6.2. The Customer shall ensure the necessary infrastructure and work environment of the users pursuant to the specifications of the Supplier, e.g. provision of sufficient Internet bandwidth.
6.3. Inspection and reporting obligation in case of problems
The Customer shall review each service and delivery of the Supplier in relation to defects and usability before it is used productively.
The Customer shall report problems and defects (in particular the Cloud services) directly and in text form (including e-mail).
6.4. Customer’s Duties of Cooperation
The cooperation obligations of the Customer are defined in the Contract. In addition, the Customer is obligated to carry out all actions that are necessary for the fulfilment of the Contract from the perspective of the Supplier. In particular, the Customer shall ensure that the Supplier has all necessary information, data, documents and personnel available in a timely manner or within a reasonable period of time in order to enable the Supplier to fulfil its contractual services and obligations in a timely manner.
The Customer shall appoint a representative and his/her deputy authorised to make binding decisions and instructions.
If the Customer violates its obligations to cooperate, any obligation on the part of the Supplier to comply with promised deadlines and assured availabilities shall expire. Any liability of the Supplier for damages resulting from a breach of the Customer’s cooperation obligations is excluded in total. The Customer must pay for any additional costs incurred due to the breach of cooperation obligations. Any obligation to pay compensation shall only arise once the Supplier has issued a warning to the Customer.
6.5. Proper Use / Reporting Obligation in Case of Overuse and Increase of the Licenced Scope of Use
The Customer must comply with the right of use pursuant to Clause 3.2 of these GTCs.
The Customer is obligated to immediately report any actual use that exceeds the agreed licenced scope of use. In addition, Suppliers and Cloud Providers are entitled to check the contractual conformity of the use of the services, in particular the compliance with the agreed parameters of the assessment basis. If the Supplier, Cloud Provider or the Customer determines such overuse of the agreed parameters of the assessment basis, the Customer is obligated to pay an additional fee from the point at which the overuse exists.
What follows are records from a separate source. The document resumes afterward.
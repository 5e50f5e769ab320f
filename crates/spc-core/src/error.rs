use thiserror::Error;

#[derive(Error, Debug)]
pub enum CatalogError {
    #[error("design '{0}' references its own product in its bom")]
    SelfReferentialDesign(String),

    #[error("design has an empty name")]
    EmptyDesignName,

    #[error("duplicate design name: {0}")]
    DuplicateDesignName(String),

    #[error("party has an empty name")]
    EmptyPartyName,

    #[error("duplicate party name: {0}")]
    DuplicatePartyName(String),
}

#[derive(Error, Debug)]
pub enum DesignError {
    #[error("design '{name}' has its own product '{product}' in its bom")]
    ProductInBom { name: String, product: String },

    #[error("design '{name}' has atom '{atom}' in both bom and byproducts")]
    BomByproductOverlap { name: String, atom: String },
}

pub type CatalogResult<T> = std::result::Result<T, CatalogError>;
pub type DesignResult<T> = std::result::Result<T, DesignError>;
use anyhow::Result;

use spc_enum::SupplyTree;

/// Renders a single supply tree in either `"json"` (the stable wire format
/// of §6, the default) or `"text"` (the indented `Display` rendering of
/// §11, for humans reading at a terminal).
pub fn render(tree: &SupplyTree, format: &str) -> Result<String> {
    match format {
        "text" => Ok(tree.to_string().trim_end().to_string()),
        _ => Ok(serde_json::to_string(tree)?),
    }
}
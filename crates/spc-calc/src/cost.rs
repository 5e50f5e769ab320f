use rust_decimal::Decimal;
use thiserror::Error;

use spc_core::{Atom, Catalog, Expression};
use spc_enum::{Enumerator, SupplyTree};

#[derive(Error, Debug, PartialEq)]
pub enum CostError {
    #[error("cannot score an incomplete tree: '{0}' is missing")]
    IncompleteTree(String),

    #[error("no price entry for '{0}'")]
    UnknownPrice(String),
}

/// Composes a tree's symbolic cost expression: each leaf contributes a
/// variable named after its product identifier, and each `Made` node
/// substitutes its children's characteristic expressions into its design's
/// `cost_expr`. Scoring an incomplete tree is a programming error, not a
/// planning outcome (§7) — it returns `IncompleteTree` rather than
/// panicking so callers driving `optimum` over a mixed lazy sequence can
/// filter complete trees without crashing on the rest.
pub fn characteristic(tree: &SupplyTree) -> Result<Expression, CostError> {
    match tree {
        SupplyTree::Supplied { product, .. } | SupplyTree::FromInventory { product, .. } => {
            Ok(Expression::var(product.identifier.clone()))
        }
        SupplyTree::Made { design, children, .. } => {
            let mut expr = design.cost_expr.clone();
            for (atom, child) in children.iter() {
                let child_expr = characteristic(child)?;
                expr = expr.subst(&atom.identifier, &child_expr);
            }
            Ok(expr)
        }
        SupplyTree::Missing { product } => Err(CostError::IncompleteTree(product.identifier.clone())),
    }
}

/// Reduces a tree's characteristic expression to a number, resolving every
/// free variable from `catalog`'s price map.
pub fn price(tree: &SupplyTree, catalog: &Catalog) -> Result<Decimal, CostError> {
    let expr = characteristic(tree)?;
    let mut free = std::collections::BTreeSet::new();
    expr.free_vars(&mut free);

    let mut bindings = std::collections::HashMap::new();
    for name in free {
        let value = catalog
            .price_map()
            .get(&name)
            .copied()
            .ok_or_else(|| CostError::UnknownPrice(name.clone()))?;
        bindings.insert(name, value);
    }

    expr.eval(&bindings)
        .map_err(|e| CostError::UnknownPrice(e.to_string()))
}

/// Returns the minimum-scoring complete tree over every tree `enumerate`
/// produces for `product`, along with its score. Ties are broken by
/// enumeration order: the first tree seen with the minimum score wins.
///
/// The reference implementation this is modeled on returns the last tree
/// it iterated rather than the true minimum (it conflates the loop
/// variable with the tracked best); this keeps the minimizing tree and its
/// score in separate bindings so the bug cannot recur.
pub fn optimum<F>(
    product: &Atom,
    catalog: &Catalog,
    score_fn: F,
) -> Result<Option<(SupplyTree, Decimal)>, CostError>
where
    F: Fn(&SupplyTree, &Catalog) -> Result<Decimal, CostError>,
{
    let enumerator = Enumerator::new(catalog);
    let mut best: Option<(SupplyTree, Decimal)> = None;

    for tree in enumerator.enumerate(product) {
        if !tree.is_complete() {
            continue;
        }
        let score = score_fn(&tree, catalog)?;
        let better = match &best {
            None => true,
            Some((_, best_score)) => score < *best_score,
        };
        if better {
            best = Some((tree, score));
        }
    }

    if let Some((_, score)) = &best {
        tracing::info!(product = %product.identifier, %score, "found optimum");
    } else {
        tracing::warn!(product = %product.identifier, "no complete tree found for optimum");
    }

    Ok(best)
}

#[cfg(test)]
mod tests {
    use super::*;
    use spc_core::{Design, Party};
    use std::collections::HashMap;
    use std::str::FromStr;

    fn dec(s: &str) -> Decimal {
        Decimal::from_str(s).unwrap()
    }

    fn chair_design(name: &str, intrinsic: &str) -> Design {
        let cost_expr = Expression::konst(dec(intrinsic))
            .add(Expression::konst(dec("4")).mul(Expression::var("leg")))
            .add(Expression::var("seat"))
            .add(Expression::var("back"));
        Design::new(
            name,
            Atom::id("chair"),
            [Atom::id("leg"), Atom::id("seat"), Atom::id("back")],
            [Atom::id("tool")],
            [],
            cost_expr,
        )
        .unwrap()
    }

    fn chair_catalog() -> Catalog {
        let parties = vec![
            Party::new("J", [], [Atom::id("tool")], []),
            Party::new("LegSupplier", [Atom::id("leg")], [], []),
            Party::new("SeatSupplier", [Atom::id("seat")], [], []),
            Party::new("BackSupplier", [Atom::id("back")], [], []),
        ];
        let designs = vec![chair_design("C1", "4"), chair_design("C2", "3")];
        let mut price_map = HashMap::new();
        price_map.insert("leg".to_string(), dec("1"));
        price_map.insert("seat".to_string(), dec("2"));
        price_map.insert("back".to_string(), dec("3"));
        Catalog::try_new(parties, designs, price_map).unwrap()
    }

    #[test]
    fn s5_optimum_over_price() {
        let catalog = chair_catalog();
        let (tree, score) = optimum(&Atom::id("chair"), &catalog, price).unwrap().unwrap();
        assert_eq!(score, dec("12"));
        match tree {
            SupplyTree::Made { design, .. } => assert_eq!(design.name, "C2"),
            other => panic!("expected Made, got {other:?}"),
        }
    }

    #[test]
    fn c1_prices_higher_than_c2() {
        let catalog = chair_catalog();
        let c1 = Design::new(
            "C1",
            Atom::id("chair"),
            [Atom::id("leg"), Atom::id("seat"), Atom::id("back")],
            [Atom::id("tool")],
            [],
            Expression::konst(dec("4"))
                .add(Expression::konst(dec("4")).mul(Expression::var("leg")))
                .add(Expression::var("seat"))
                .add(Expression::var("back")),
        )
        .unwrap();
        let tree = SupplyTree::Made {
            product: Atom::id("chair"),
            design: std::rc::Rc::new(c1),
            maker: catalog.parties()[0].clone(),
            children: std::rc::Rc::new(
                [
                    (
                        Atom::id("leg"),
                        SupplyTree::Supplied {
                            product: Atom::id("leg"),
                            supplier: catalog.parties()[1].clone(),
                        },
                    ),
                    (
                        Atom::id("seat"),
                        SupplyTree::Supplied {
                            product: Atom::id("seat"),
                            supplier: catalog.parties()[2].clone(),
                        },
                    ),
                    (
                        Atom::id("back"),
                        SupplyTree::Supplied {
                            product: Atom::id("back"),
                            supplier: catalog.parties()[3].clone(),
                        },
                    ),
                ]
                .into_iter()
                .collect(),
            ),
        };
        assert_eq!(price(&tree, &catalog).unwrap(), dec("13"));
    }

    #[test]
    fn scoring_an_incomplete_tree_is_an_error() {
        let catalog = chair_catalog();
        let tree = SupplyTree::Missing {
            product: Atom::id("chair"),
        };
        assert_eq!(
            price(&tree, &catalog),
            Err(CostError::IncompleteTree("chair".to_string()))
        );
    }

    #[test]
    fn unknown_price_is_an_error() {
        let catalog = Catalog::try_new(
            vec![Party::new("Raw", [Atom::id("x")], [], [])],
            vec![],
            HashMap::new(),
        )
        .unwrap();
        let tree = SupplyTree::Supplied {
            product: Atom::id("x"),
            supplier: catalog.parties()[0].clone(),
        };
        assert_eq!(price(&tree, &catalog), Err(CostError::UnknownPrice("x".to_string())));
    }
}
In the event of an increase in the agreed licenced scope of use, the Customer is also obliged to pay an additional fee.
6.6. Consequences of Overuse or Increase in the Licenced Scope of Use
As a result, the Customer will receive a current overview of the newly licenced scope of use as well as the licence fees, which will become part of the Contract without the Customer’s signature. An overuse not reported within an appropriate period of time or refusal to pay the licence fees newly incurred due to the overuse or the increase may result in complete or partial restriction of access to the Cloud services.
6.7. Access Protection
Access to the Cloud services is protected by password. The Customer shall bear the sole responsibility for the quality of the passwords and the adequate confidentiality of these passwords.
Unless otherwise expressly agreed, the services of the Supplier must be provided in its own premises or at the operating location of the Cloud services (server location).
The Customer is obligated to provide services of the Supplier with the work result to be handed over immediately after delivery or notification of acceptance readiness by the Supplier. The acceptance procedure is based on the applicable provisions of the Contract. If nothing has been stipulated in the Contract and if the Customer does not complain of any significant defects (i.e. defects that make the use of the work result in question impossible or that allow use only with significant restrictions) within the acceptance period, the work results shall be deemed accepted, provided that the Supplier has reminded the Customer once in text form (including email) to carry out the acceptance procedure. In addition, the work results shall also be deemed accepted if the Customer has used the work results in production for more than two months and does not formally refuse their acceptance.
9.1. With regard to the services of the Supplier without the work result to be handed over, the Supplier guarantees that these will be carried out with the care customary in the industry.
9.2. With regard to the functionality of the Cloud Services, the Supplier guarantees the functionality in accordance with the product documentation published by the Cloud Provider. Any further warranty is excluded; in particular, the Supplier does not guarantee freedom from errors and/or malfunctions of the Cloud services.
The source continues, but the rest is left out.